▶ Task brief
If a line in the records below contains the word "AppContext", copy it out.

Records excerpted from a collection:
• • •

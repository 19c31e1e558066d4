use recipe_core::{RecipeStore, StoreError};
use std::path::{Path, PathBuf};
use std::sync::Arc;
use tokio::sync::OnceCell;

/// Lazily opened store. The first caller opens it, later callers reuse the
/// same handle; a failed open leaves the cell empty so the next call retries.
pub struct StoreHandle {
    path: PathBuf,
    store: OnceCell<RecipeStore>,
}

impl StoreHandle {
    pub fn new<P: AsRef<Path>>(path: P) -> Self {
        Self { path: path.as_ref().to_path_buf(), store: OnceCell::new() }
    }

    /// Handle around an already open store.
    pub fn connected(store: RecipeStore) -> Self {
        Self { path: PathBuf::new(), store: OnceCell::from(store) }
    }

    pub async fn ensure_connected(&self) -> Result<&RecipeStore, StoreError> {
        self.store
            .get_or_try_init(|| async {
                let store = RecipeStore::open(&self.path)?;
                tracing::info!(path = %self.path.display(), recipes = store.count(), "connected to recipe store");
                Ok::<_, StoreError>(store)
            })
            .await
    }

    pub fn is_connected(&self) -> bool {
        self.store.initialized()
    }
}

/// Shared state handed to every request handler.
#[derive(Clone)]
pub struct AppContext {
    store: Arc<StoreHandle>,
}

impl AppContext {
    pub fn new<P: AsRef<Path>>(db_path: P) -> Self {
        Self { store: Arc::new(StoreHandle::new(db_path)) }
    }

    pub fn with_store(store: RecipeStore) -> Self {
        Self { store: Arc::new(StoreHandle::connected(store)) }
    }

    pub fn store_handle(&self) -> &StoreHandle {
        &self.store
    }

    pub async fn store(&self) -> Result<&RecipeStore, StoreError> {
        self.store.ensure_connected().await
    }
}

• • •

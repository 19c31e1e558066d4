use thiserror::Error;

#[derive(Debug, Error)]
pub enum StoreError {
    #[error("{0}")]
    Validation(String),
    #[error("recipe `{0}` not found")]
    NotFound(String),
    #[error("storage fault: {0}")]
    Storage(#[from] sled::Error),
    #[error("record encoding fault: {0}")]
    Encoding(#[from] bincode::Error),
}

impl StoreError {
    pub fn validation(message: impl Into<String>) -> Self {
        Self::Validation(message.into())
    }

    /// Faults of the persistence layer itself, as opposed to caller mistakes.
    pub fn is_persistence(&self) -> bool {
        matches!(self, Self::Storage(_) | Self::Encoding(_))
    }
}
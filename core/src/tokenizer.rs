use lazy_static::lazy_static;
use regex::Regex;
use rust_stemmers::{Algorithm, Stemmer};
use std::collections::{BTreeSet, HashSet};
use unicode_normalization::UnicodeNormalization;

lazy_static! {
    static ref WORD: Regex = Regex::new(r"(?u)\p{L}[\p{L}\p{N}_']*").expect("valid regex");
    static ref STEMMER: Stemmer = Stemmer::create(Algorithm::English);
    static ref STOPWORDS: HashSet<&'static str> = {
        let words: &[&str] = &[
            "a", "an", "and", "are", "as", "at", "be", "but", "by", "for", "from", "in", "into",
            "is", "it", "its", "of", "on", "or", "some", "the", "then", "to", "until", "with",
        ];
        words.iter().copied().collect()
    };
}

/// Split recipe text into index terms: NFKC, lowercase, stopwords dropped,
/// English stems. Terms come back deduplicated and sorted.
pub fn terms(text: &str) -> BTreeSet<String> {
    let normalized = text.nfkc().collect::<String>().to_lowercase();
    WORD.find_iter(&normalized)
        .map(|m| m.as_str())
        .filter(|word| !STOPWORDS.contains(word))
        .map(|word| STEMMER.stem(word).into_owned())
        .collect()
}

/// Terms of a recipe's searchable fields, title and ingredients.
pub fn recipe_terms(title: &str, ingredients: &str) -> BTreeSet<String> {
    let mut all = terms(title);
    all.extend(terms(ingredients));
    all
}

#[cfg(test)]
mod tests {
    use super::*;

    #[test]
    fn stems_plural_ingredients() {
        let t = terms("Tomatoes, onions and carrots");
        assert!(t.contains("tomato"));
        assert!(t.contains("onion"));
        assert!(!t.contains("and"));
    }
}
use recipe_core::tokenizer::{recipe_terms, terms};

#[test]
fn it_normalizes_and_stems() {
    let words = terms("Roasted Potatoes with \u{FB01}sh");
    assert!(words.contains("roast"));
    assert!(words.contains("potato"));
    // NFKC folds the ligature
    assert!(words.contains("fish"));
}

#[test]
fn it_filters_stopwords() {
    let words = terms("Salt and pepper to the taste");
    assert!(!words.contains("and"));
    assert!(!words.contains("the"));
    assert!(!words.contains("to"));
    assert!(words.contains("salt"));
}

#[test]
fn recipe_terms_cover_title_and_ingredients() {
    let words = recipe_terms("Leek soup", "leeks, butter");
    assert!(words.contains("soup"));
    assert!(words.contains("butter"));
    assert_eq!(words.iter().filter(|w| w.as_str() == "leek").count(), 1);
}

• • •

▶ Answer section
pub struct AppContext {
impl AppContext {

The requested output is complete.